This is the mail archive of the gcc-patches@gcc.gnu.org mailing list for the GCC project.


Index Nav: [Date Index] [Subject Index] [Author Index] [Thread Index]
Message Nav: [Date Prev] [Date Next] [Thread Prev] [Thread Next]
Other format: [Raw text]

Re: [RFC][PATCH][mid-end] Optimize immediate choice in comparisons.


Hi Vlad,

Thanks for the patch.

Vlad Lazar <vlad.lazar@arm.com> writes:
> Hi.
>
> This patch optimises the choice of immediates in integer comparisons. Integer
> comparisons allow for different choices (e.g. a > b is equivalent to a >= b+1)
> and there are cases where an incremented/decremented immediate can be loaded into a
> register in fewer instructions. The cases are as follows:
>    
> i)   a >  b or a >= b + 1
> ii)  a <= b or a <  b + 1
> iii) a >= b or a >  b - 1
> iv)  a <  b or a <= b - 1
>
> For each comparison we check whether the equivalent can be performed in less instructions.
> This is done on a statement by statement basis, right before the GIMPLE statement is expanded
> to RTL. Therefore, it requires a correct implementation of the TARGET_INSN_COST hook.
> The change is general and it applies to any integer comparison, regardless of types or location.
>
> For example, on AArch64 for the following code:
>
> int foo (int x)
> {
>    return x > 0xfefffffe;
> }
>
> it generates:
>
> mov	w1, -16777217
> cmp	w0, w1
> cset	w0, cs
>
> instead of:
>
> mov	w1, 65534
> movk	w1, 0xfeff, lsl 16
> cmp	w0, w1
> cset	w0, hi
>
> Bootstrapped and regtested on aarch64-none-linux-gnu, x86_64-pc-linux-gnu and there are no regressions.

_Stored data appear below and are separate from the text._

pub mod metrics;
pub mod tracing;

pub use metrics::{RunMetrics, RunMetricsSnapshot};
pub use self::tracing::{init_tracing, LogFormat};
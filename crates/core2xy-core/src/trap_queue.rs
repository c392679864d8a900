//! Trapezoidal velocity move queue.
//!
//! Stores planned toolhead motion as constant-acceleration segments and
//! answers "where is the toolhead at time t within move m". Gaps between
//! queued moves are filled with stationary null moves so the solver always
//! has a segment covering any instant up to the last planned move.

use std::collections::VecDeque;

/// Longest leading null move inserted ahead of the first real move.
const MAX_NULL_MOVE: f64 = 1.0;

#[derive(Clone, Copy, Debug, Default, PartialEq)]
pub struct Coord {
    pub x: f64,
    pub y: f64,
    pub z: f64,
}

impl Coord {
    pub const fn new(x: f64, y: f64, z: f64) -> Self {
        Self { x, y, z }
    }
}

/// A single constant-acceleration segment of toolhead motion.
#[derive(Clone, Copy, Debug, Default, PartialEq)]
pub struct Move {
    pub print_time: f64,
    pub move_t: f64,
    pub start_v: f64,
    pub half_accel: f64,
    pub start_pos: Coord,
    pub axes_r: Coord,
}

impl Move {
    /// A move that holds `pos` for `move_t` seconds.
    pub fn stationary(print_time: f64, move_t: f64, pos: Coord) -> Self {
        Self {
            print_time,
            move_t,
            start_pos: pos,
            ..Self::default()
        }
    }

    pub fn end_time(&self) -> f64 {
        self.print_time + self.move_t
    }

    /// Distance travelled along `axes_r` at `move_time` seconds into the move.
    pub fn get_distance(&self, move_time: f64) -> f64 {
        (self.start_v + self.half_accel * move_time) * move_time
    }

    /// Toolhead coordinate at `move_time` seconds into the move.
    ///
    /// Times outside `0..=move_t` extrapolate along the same equation.
    pub fn get_coord(&self, move_time: f64) -> Coord {
        let move_dist = self.get_distance(move_time);
        Coord {
            x: self.start_pos.x + self.axes_r.x * move_dist,
            y: self.start_pos.y + self.axes_r.y * move_dist,
            z: self.start_pos.z + self.axes_r.z * move_dist,
        }
    }

    pub fn end_coord(&self) -> Coord {
        self.get_coord(self.move_t)
    }

    fn is_null(&self) -> bool {
        self.start_v == 0.0 && self.half_accel == 0.0
    }
}

/// Velocity profile of one planned toolhead move.
#[derive(Clone, Copy, Debug, Default, PartialEq)]
pub struct Trapezoid {
    pub accel_t: f64,
    pub cruise_t: f64,
    pub decel_t: f64,
    pub start_v: f64,
    pub cruise_v: f64,
    pub accel: f64,
}

impl Trapezoid {
    pub fn total_time(&self) -> f64 {
        self.accel_t + self.cruise_t + self.decel_t
    }
}

#[derive(Debug, Default)]
pub struct MoveQueue {
    moves: VecDeque<Move>,
}

impl MoveQueue {
    pub fn new() -> Self {
        Self::default()
    }

    /// Queue a move, inserting a null move over any gap since the last one.
    pub fn add_move(&mut self, m: Move) {
        let (gap_start, prev_is_origin) = match self.moves.back() {
            Some(prev) => (prev.end_time(), false),
            None => (0.0, true),
        };
        if gap_start < m.print_time {
            let null_start = if prev_is_origin && m.print_time > MAX_NULL_MOVE {
                m.print_time - MAX_NULL_MOVE
            } else {
                gap_start
            };
            self.moves.push_back(Move::stationary(
                null_start,
                m.print_time - null_start,
                m.start_pos,
            ));
        }
        self.moves.push_back(m);
    }

    /// Split a trapezoidal move into its accel, cruise and decel segments.
    pub fn append(&mut self, print_time: f64, start: Coord, axes_r: Coord, trap: Trapezoid) {
        let phases = [
            (trap.accel_t, trap.start_v, 0.5 * trap.accel),
            (trap.cruise_t, trap.cruise_v, 0.0),
            (trap.decel_t, trap.cruise_v, -0.5 * trap.accel),
        ];
        let mut cur_time = print_time;
        let mut cur_pos = start;
        for (move_t, start_v, half_accel) in phases {
            if move_t <= 0.0 {
                continue;
            }
            let m = Move {
                print_time: cur_time,
                move_t,
                start_v,
                half_accel,
                start_pos: cur_pos,
                axes_r,
            };
            self.add_move(m);
            cur_time += move_t;
            cur_pos = m.end_coord();
        }
    }

    /// Drop every move that ended at or before `print_time`.
    pub fn finalize_moves(&mut self, print_time: f64) {
        while let Some(m) = self.moves.front() {
            if m.end_time() > print_time {
                break;
            }
            self.moves.pop_front();
        }
    }

    /// Active moves in time order.
    pub fn moves(&self) -> impl Iterator<Item = &Move> {
        self.moves.iter()
    }

    /// Number of active moves that carry motion (null moves excluded).
    pub fn motion_len(&self) -> usize {
        self.moves.iter().filter(|m| !m.is_null()).count()
    }

    pub fn len(&self) -> usize {
        self.moves.len()
    }

    pub fn is_empty(&self) -> bool {
        self.moves.is_empty()
    }

    /// End time of the last queued move, if any.
    pub fn last_time(&self) -> Option<f64> {
        self.moves.back().map(Move::end_time)
    }
}

#[cfg(test)]
mod tests {
    use super::*;

    fn trap(accel_t: f64, cruise_t: f64, decel_t: f64, cruise_v: f64, accel: f64) -> Trapezoid {
        Trapezoid {
            accel_t,
            cruise_t,
            decel_t,
            start_v: 0.0,
            cruise_v,
            accel,
        }
    }

    #[test]
    fn coord_follows_axes_ratio() {
        let m = Move {
            print_time: 0.0,
            move_t: 2.0,
            start_v: 3.0,
            half_accel: 0.0,
            start_pos: Coord::new(1.0, 2.0, 0.0),
            axes_r: Coord::new(0.6, 0.8, 0.0),
        };
        let c = m.get_coord(1.0);
        assert!((c.x - 2.8).abs() < 1e-12);
        assert!((c.y - 4.4).abs() < 1e-12);
        assert_eq!(c.z, 0.0);
    }

    #[test]
    fn appends_trapezoid_segments_after_leading_null() {
        let mut q = MoveQueue::new();
        q.append(
            0.5,
            Coord::default(),
            Coord::new(1.0, 0.0, 0.0),
            trap(1.0, 2.0, 1.0, 2.0, 2.0),
        );
        // leading null + accel + cruise + decel
        assert_eq!(q.len(), 4);
        assert_eq!(q.motion_len(), 3);
        assert_eq!(q.last_time(), Some(4.5));

        // 1mm accelerating, 4mm cruising, 1mm decelerating
        let end = q.moves().last().map(Move::end_coord).unwrap_or_default();
        assert!((end.x - 6.0).abs() < 1e-12);
    }

    #[test]
    fn leading_null_move_is_capped() {
        let mut q = MoveQueue::new();
        q.add_move(Move::stationary(5.0, 1.0, Coord::default()));
        let first = *q.moves().next().unwrap();
        assert_eq!(first.print_time, 4.0);
        assert_eq!(first.move_t, 1.0);
    }

    #[test]
    fn inserts_null_move_for_gap() {
        let mut q = MoveQueue::new();
        q.add_move(Move::stationary(0.0, 0.5, Coord::default()));
        q.add_move(Move::stationary(2.0, 0.5, Coord::new(1.0, 1.0, 0.0)));
        assert_eq!(q.len(), 3);
        let gap = *q.moves().nth(1).unwrap();
        assert_eq!(gap.print_time, 0.5);
        assert_eq!(gap.move_t, 1.5);
        assert_eq!(gap.start_pos, Coord::new(1.0, 1.0, 0.0));
    }

    #[test]
    fn finalize_drops_expired_moves() {
        let mut q = MoveQueue::new();
        q.append(
            0.0,
            Coord::default(),
            Coord::new(0.0, 1.0, 0.0),
            trap(0.5, 0.5, 0.5, 1.0, 2.0),
        );
        q.finalize_moves(1.0);
        assert_eq!(q.len(), 1);
        q.finalize_moves(2.0);
        assert!(q.is_empty());
        assert_eq!(q.last_time(), None);
    }
}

Looks like a useful feature.  I'm playing devil's advocate to some
extent here, but did you consider instead doing this during the
expansion functions themselves?  In some ways that feels more
natural because we're already operating on rtxes at that point.
It also has the advantage that it would trap comparisons that didn't
exist at the gimple level, such as when computing the carry for a
doubleword add/sub.

I think the two main functions that would need to change are:

- prepare_cmp_insn
- emit_store_flag_1

We could have something like:

  void canonicalize_comparison_for_target (machine_mode, rtx_code *, rtx *);

which changes the comparison code and second operand as in your patch.
In the case of emit_store_flag_1, it should happen after:

  if (swap_commutative_operands_p (op0, op1))
    {
      std::swap (op0, op1);
      code = swap_condition (code);
    }

(In the case of prepare_cmp_insn, the callers have already done this.)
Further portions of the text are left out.